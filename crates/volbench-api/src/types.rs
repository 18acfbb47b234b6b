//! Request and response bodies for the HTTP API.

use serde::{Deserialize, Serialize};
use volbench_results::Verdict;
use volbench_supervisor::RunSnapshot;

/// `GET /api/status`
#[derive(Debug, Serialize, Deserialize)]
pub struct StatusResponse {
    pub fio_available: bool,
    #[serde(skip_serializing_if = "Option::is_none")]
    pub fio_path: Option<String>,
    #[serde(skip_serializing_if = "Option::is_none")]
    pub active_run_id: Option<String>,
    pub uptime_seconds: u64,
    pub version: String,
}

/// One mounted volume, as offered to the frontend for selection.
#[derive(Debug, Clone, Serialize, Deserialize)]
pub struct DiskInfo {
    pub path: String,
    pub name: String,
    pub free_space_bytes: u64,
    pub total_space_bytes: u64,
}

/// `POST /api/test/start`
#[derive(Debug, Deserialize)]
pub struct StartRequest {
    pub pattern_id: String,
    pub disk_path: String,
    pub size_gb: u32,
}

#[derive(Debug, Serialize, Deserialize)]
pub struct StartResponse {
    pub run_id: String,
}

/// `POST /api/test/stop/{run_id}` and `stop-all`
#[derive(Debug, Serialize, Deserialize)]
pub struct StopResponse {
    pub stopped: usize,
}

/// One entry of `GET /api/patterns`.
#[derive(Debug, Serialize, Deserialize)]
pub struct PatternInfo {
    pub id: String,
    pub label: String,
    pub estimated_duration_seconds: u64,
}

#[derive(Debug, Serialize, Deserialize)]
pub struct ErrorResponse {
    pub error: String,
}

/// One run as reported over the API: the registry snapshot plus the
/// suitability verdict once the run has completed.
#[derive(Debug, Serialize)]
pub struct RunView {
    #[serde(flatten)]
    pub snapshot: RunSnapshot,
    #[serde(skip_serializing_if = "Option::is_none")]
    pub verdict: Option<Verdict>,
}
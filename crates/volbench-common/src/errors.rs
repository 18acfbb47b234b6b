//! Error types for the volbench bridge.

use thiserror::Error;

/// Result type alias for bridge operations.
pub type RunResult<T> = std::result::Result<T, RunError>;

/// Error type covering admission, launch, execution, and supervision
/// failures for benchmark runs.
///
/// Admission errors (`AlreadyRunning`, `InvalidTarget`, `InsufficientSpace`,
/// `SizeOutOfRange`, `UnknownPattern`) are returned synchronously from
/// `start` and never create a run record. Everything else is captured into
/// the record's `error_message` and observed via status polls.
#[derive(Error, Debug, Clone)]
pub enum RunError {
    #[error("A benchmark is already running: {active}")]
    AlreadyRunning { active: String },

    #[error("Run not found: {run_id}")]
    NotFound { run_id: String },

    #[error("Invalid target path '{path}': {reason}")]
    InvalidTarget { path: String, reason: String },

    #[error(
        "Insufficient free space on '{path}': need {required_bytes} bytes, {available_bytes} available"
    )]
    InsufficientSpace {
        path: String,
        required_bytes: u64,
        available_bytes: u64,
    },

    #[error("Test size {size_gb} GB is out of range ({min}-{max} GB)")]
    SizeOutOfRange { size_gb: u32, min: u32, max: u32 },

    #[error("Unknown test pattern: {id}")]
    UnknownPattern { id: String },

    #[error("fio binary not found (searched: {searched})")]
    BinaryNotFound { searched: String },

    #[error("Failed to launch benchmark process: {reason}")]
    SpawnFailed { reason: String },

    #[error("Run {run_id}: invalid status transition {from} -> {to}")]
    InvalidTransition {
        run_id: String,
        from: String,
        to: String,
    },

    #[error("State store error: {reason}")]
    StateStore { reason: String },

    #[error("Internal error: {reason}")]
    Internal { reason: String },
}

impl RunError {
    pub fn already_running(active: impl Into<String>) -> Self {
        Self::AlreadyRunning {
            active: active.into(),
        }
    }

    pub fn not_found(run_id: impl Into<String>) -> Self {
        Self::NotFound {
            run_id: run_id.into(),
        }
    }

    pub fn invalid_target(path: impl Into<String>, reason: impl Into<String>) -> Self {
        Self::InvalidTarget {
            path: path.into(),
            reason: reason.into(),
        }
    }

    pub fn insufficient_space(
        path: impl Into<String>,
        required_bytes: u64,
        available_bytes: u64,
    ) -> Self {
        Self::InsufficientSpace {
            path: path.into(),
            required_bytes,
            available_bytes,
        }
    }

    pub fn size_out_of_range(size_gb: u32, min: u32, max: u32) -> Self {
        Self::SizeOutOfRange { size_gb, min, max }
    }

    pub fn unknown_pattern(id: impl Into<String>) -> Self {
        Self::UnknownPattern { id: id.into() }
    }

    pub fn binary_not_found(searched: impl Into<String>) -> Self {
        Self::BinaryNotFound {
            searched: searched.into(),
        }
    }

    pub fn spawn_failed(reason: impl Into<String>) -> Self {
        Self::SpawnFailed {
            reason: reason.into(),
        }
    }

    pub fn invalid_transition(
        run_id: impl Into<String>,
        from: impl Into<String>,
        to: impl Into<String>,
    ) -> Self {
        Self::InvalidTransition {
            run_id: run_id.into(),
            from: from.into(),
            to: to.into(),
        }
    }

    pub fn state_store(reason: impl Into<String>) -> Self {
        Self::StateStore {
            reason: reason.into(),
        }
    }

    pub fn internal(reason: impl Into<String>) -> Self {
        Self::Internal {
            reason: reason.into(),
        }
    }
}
...
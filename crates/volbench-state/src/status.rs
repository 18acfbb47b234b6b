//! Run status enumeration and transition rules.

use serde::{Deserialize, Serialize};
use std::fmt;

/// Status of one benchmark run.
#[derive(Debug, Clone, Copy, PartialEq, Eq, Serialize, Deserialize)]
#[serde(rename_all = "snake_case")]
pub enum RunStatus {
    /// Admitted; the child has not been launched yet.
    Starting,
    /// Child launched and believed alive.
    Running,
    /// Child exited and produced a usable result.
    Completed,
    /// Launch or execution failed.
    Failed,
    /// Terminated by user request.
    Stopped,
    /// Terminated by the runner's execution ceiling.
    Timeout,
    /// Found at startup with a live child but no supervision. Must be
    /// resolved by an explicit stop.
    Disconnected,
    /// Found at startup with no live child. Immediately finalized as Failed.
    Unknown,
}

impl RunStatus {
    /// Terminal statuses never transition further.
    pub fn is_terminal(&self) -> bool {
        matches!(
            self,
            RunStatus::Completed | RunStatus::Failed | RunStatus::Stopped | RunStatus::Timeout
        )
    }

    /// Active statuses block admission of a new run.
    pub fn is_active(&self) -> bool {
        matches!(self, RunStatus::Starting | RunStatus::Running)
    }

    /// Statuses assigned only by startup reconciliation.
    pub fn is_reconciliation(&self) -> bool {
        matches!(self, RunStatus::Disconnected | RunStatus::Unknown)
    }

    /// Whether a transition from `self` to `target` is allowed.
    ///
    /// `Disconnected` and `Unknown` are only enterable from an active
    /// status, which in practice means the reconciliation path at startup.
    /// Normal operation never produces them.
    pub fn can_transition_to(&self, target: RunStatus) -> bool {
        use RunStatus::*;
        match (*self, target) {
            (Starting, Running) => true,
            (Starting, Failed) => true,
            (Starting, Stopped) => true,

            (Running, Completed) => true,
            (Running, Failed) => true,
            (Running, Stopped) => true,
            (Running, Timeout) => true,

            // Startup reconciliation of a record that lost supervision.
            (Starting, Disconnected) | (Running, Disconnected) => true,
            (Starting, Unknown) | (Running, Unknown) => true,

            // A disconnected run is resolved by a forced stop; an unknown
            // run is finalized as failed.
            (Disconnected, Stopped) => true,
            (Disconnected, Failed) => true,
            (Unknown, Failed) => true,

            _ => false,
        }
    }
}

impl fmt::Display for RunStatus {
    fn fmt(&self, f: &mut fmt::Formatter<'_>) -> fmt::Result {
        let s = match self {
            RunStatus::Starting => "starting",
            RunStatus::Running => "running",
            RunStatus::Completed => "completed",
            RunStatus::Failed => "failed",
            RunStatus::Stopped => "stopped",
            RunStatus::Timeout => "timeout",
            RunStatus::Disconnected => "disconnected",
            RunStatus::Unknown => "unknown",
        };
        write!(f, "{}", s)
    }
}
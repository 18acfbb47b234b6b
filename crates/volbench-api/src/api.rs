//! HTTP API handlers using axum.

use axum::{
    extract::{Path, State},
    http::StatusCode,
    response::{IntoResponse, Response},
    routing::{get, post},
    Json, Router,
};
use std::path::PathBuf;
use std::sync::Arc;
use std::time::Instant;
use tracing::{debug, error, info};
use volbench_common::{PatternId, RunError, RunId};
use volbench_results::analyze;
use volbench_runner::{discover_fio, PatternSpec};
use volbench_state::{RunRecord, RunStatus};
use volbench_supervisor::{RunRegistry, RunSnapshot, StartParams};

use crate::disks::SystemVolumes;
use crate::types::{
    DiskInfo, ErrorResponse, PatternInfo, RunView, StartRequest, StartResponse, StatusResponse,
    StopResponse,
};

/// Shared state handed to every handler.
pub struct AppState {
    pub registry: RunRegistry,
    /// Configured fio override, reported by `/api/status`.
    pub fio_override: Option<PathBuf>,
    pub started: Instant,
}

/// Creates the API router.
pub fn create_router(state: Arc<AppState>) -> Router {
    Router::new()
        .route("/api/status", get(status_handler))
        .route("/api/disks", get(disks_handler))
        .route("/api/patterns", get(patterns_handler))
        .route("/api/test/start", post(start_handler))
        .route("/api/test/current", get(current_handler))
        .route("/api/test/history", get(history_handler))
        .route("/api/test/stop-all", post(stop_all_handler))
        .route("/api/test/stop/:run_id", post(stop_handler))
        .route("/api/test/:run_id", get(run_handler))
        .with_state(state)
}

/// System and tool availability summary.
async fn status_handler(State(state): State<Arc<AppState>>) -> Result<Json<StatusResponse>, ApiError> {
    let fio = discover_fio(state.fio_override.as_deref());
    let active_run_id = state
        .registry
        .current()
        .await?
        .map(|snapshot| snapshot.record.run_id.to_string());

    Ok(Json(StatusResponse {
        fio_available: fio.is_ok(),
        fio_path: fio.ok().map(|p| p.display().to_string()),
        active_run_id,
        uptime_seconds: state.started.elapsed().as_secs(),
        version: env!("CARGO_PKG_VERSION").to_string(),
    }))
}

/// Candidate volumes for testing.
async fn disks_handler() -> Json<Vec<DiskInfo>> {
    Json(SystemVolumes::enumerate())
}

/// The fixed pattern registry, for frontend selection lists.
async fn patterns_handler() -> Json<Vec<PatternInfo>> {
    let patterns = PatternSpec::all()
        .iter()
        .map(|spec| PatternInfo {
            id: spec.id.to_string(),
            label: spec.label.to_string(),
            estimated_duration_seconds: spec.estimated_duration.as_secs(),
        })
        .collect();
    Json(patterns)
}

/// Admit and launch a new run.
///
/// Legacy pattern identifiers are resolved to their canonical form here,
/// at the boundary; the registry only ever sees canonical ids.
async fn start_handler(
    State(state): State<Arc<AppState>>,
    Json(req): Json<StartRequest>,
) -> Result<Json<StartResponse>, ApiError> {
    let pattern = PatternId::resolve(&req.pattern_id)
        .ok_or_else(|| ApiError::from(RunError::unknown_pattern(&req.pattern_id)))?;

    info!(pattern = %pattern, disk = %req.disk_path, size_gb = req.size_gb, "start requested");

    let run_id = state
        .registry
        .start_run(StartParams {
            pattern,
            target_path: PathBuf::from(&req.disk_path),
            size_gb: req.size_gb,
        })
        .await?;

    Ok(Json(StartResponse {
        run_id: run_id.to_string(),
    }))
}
==
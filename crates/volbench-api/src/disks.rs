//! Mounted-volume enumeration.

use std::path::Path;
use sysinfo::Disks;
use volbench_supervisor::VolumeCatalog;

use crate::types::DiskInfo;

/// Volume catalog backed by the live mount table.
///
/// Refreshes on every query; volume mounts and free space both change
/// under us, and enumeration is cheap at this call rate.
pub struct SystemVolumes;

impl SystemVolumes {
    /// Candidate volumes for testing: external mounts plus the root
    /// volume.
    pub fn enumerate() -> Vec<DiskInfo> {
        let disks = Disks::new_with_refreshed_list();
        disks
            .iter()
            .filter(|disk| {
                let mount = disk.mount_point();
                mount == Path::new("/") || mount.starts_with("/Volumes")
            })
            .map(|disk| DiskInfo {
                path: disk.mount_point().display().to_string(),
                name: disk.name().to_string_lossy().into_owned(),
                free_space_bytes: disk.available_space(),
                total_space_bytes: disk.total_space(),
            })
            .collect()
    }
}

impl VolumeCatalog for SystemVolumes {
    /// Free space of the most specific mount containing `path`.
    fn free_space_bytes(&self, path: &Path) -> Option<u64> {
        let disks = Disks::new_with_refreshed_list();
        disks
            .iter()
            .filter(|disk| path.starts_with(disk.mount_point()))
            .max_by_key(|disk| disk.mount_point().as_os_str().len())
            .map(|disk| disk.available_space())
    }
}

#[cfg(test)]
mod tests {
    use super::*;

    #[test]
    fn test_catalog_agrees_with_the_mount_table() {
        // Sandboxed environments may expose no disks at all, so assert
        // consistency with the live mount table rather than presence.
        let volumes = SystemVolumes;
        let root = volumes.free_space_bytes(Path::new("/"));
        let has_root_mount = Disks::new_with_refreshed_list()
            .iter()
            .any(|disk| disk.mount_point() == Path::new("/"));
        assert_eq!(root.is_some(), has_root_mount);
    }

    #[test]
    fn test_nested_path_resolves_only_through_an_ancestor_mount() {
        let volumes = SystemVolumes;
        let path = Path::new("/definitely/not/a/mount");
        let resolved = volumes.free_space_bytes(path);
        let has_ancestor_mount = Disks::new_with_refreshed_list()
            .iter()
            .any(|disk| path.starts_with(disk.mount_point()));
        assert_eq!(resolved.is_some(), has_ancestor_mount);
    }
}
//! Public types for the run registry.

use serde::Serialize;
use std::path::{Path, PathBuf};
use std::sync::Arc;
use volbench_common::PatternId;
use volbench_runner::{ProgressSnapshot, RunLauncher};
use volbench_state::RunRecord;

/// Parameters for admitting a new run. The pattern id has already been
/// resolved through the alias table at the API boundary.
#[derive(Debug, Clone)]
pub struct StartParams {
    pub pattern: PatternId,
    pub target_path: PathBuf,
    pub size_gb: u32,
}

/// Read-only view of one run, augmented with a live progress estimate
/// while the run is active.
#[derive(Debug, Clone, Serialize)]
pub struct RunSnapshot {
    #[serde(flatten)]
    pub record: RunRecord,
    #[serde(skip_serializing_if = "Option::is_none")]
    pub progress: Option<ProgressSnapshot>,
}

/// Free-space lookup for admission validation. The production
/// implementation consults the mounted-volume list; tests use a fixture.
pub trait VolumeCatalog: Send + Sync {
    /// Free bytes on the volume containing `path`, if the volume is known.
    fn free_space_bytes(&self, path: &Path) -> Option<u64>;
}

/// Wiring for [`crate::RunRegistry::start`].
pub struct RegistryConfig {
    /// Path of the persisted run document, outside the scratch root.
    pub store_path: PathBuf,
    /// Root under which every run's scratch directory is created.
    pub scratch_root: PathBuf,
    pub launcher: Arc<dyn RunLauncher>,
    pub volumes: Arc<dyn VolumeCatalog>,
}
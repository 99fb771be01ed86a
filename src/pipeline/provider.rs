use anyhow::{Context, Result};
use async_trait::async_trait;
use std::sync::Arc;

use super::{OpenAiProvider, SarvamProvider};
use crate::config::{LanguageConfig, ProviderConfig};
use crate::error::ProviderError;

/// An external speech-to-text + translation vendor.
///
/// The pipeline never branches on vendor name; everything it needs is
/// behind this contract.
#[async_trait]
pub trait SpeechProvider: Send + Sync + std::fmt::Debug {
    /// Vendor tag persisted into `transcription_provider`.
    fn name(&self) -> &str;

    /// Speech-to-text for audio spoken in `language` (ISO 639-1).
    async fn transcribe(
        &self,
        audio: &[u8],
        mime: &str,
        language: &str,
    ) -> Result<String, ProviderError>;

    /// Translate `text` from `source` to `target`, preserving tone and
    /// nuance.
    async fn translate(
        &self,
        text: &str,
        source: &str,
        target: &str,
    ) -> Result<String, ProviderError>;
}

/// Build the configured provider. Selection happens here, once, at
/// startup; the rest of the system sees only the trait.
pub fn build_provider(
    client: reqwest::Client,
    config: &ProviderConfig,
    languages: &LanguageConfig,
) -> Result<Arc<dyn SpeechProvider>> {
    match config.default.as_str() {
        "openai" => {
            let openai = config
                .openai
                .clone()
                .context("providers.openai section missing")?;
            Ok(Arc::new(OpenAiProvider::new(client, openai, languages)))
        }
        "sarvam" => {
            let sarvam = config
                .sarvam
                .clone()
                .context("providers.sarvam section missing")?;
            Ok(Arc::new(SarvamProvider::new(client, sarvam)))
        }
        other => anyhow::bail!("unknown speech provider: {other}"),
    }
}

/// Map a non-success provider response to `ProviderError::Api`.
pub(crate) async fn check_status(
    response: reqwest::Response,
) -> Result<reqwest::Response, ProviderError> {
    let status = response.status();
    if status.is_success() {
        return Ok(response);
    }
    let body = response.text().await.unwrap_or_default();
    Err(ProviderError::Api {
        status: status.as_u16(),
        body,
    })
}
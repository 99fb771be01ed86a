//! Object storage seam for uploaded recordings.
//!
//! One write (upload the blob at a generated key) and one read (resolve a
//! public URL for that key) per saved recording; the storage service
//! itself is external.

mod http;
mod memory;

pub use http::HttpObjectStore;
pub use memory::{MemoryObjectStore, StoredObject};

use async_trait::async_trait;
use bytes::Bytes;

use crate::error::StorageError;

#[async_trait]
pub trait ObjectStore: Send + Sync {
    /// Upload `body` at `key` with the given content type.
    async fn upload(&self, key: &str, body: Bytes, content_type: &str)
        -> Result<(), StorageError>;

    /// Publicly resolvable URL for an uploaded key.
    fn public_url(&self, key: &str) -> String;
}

Task details
Above are some lines. Repeat exactly, and only, those from the line that has "(Starting, Running) =>" through the line that has "(Running, Stopped) =>".

Written answer
            (Starting, Running) => true,
            (Starting, Failed) => true,
            (Starting, Stopped) => true,

            (Running, Completed) => true,
            (Running, Failed) => true,
            (Running, Stopped) => true,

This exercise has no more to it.